This gives us a new tree $T'$ whose root is a copy of $\rt(T)$. We
then perform the deletion on $T'$. Since this deletion does not
modify any nodes of $T$, we are left with a tree $T$ that contains $k$
and a tree $T'$ that does not contain $k$. Furthermore, any
reasonable deletion algorithm runs in $O(\log n)$ time, and only
modifies node $v$ if it reaches $v$ by following a path from $\rt(T)$
to $v$. Therefore, the number of nodes copied by this scheme, and
hence the overall running time and space requirement is $O(\log n)$.
For concrete examples of insertions and deletions, consider a treap
$T$ as described in \secref{treaps}. To insert the key $k$ we copy
$\path(k,T)$, append a new node (with key $k$) and then use rotations
to move $k$ upwards in the tree. It is easy to verify that the only
nodes modified by these rotations are those on
$\path(k,T)$.\footnote{This is true if nodes only contain pointers to
their left and right children. If they also contain pointers to their
parents then the nodes adjacent to this path have their parent pointers
changed. Luckily, parent pointer are not used during the searches
in old versions of the treap.} To
delete a key $k$, we make a copy of $\path(k,T)$ and then use
rotations to move $k$ downwards in $T$ until it becomes a leaf.

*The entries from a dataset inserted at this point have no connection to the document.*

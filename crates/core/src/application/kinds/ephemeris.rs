use super::SearchKind;
use crate::domain::{DomainError, EphemerisQuery, EphemerisRecord};
use serde_json::Value;

/// Ephemeris search
pub struct EphemerisSearch;

impl SearchKind for EphemerisSearch {
    type Query = EphemerisQuery;
    type Record = EphemerisRecord;

    const NAME: &'static str = "ephemeris";
    const SEARCH_PATH: &'static str = "api/v1/ephemeris/search";
    const REQUEST_PATH: &'static str = "api/v1/ephemeris/requests";
    const DESCRIBE_PATH: &'static str = "api/v1/utils/describe/query/ephemeris";

    fn payload(query: &EphemerisQuery) -> Result<Value, DomainError> {
        query.to_payload()
    }

    fn response_format(query: &EphemerisQuery) -> Option<&Value> {
        query.response_format.as_ref()
    }
}
// Request use cases
//
// Operations on already-submitted requests, addressed by URL. `SearchJob`
// builds on these; they are also usable without a job instance.

use crate::application::abort::{sleep_or_abort, AbortToken};
use crate::application::constants::NO_RESPONSE_MESSAGE;
use crate::application::context::ApiContext;
use crate::application::kinds::SearchKind;
use crate::domain::{timestamp, LogEntry, StatusReport, StatusResponse};
use crate::error::{AuroraXError, Result};
use crate::port::{ApiRequest, ApiResponse};
use chrono::{DateTime, Utc};
use serde::Deserialize;
use serde_json::Value;
use std::time::Duration;

/// Admin path listing search requests
pub const LIST_REQUESTS_PATH: &str = "api/v1/utils/admin/search_requests";

/// How a `cancel(wait = true)` loop ended
#[derive(Debug, Clone, Copy, PartialEq, Eq)]
pub enum CancelOutcome {
    /// DELETE accepted, no waiting requested
    Requested,
    /// Service reported the error condition that follows a cancellation
    Acknowledged,
    /// The search finished before the cancellation took effect
    CompletedFirst,
}

/// Search type filter of the request listing
#[derive(Debug, Clone, Copy, PartialEq, Eq)]
pub enum SearchType {
    Conjunction,
    DataProduct,
    Ephemeris,
}

impl SearchType {
    pub fn as_str(&self) -> &'static str {
        match self {
            SearchType::Conjunction => "conjunction",
            SearchType::DataProduct => "data_product",
            SearchType::Ephemeris => "ephemeris",
        }
    }
}

impl std::str::FromStr for SearchType {
    type Err = AuroraXError;

    fn from_str(s: &str) -> Result<Self> {
        match s {
            "conjunction" => Ok(SearchType::Conjunction),
            "data_product" => Ok(SearchType::DataProduct),
            "ephemeris" => Ok(SearchType::Ephemeris),
            other => Err(AuroraXError::InvalidRequestShape(format!(
                "unknown search type '{}', expected one of: conjunction, data_product, ephemeris",
                other
            ))),
        }
    }
}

Each
rotation modifies two nodes: One node is a copy of the node with key
$k$. Therefore, before performing the rotation, we make a copy of the
second node and do the rotation with the copy rather than the
original.
None of the work of copying increases the running time of treap
operations by more than a constant factor, so the expected running
times for insertion and deletion are still $O(\log n)$. Furthermore,
the number of nodes copied during an insertion or deletion does not
exceed the running time, so the expected number of nodes copied during
each insertion and deletion is $O(\log n)$.
We have just shown how to implement a dictionary so that a sequence of
insertions and deletions $o_1,\ldots o_n$ results in a sequence of
dictionaries $D_0,\ldots,D_n$ where $D_i$ is the result of operations
$D_1,\ldots,D_i$. Each $D_i$ can be searched in $O(\log m_i)$ time
where $m_i$ is the number of keys stored in $D_i$. We call such a
dictionary a \emph{persistent dictionary}. The following theorem
states the performance of this dictionary
\begin{thm}
There exists a persistent dictionary data structure that supports
$\textsc{Insert}$, $\textsc{Delete}$ and $\textsc{Search}$ in $O(\log
n)$ time and requires $O(n\log n)$ storage for a sequence of $n$
operations.
\end{thm}
Using this data structure for the next element search problem
we obtain the following corollary.
\begin{thm}
There exists a data structure that takes as input a set $S$ of $n$
horizontal line segments and after $O(n\log n)$ preprocessing
requiring $O(n\log n)$ storage, answers next element search queries on
$S$ in $O(\log n)$ time.
\end{thm}
%======================================================================
%\section{Persistent Search Trees}\seclabel{persistent-trees}
%======================================================================
\section{Generalized Persistence}\seclabel{generalized-persistence}
Path copying is a nice simple method for implementing persistence in
binary search trees, but it is \emph{ad hoc}. It's not obvious how to
extend it for data structures other than binary search trees. Next we
give a more general strategy for implementing persistence.
Suppose we have a pointer-based data structure which we model as a
directed graph $G$. Each vertex of $G$ has some constant number $c\ge
2$ of outgoing edges (representing pointers) and a label (representing
data). The restriction to a constant number of outgoing edges is, in
many cases, not really a restriction since we can simulate one node
with many outgoing edges by many nodes that we link together as a
linked list. Another possibility is to simulate a node with many
outgoing edges as a binary tree whose leaves represent the edges.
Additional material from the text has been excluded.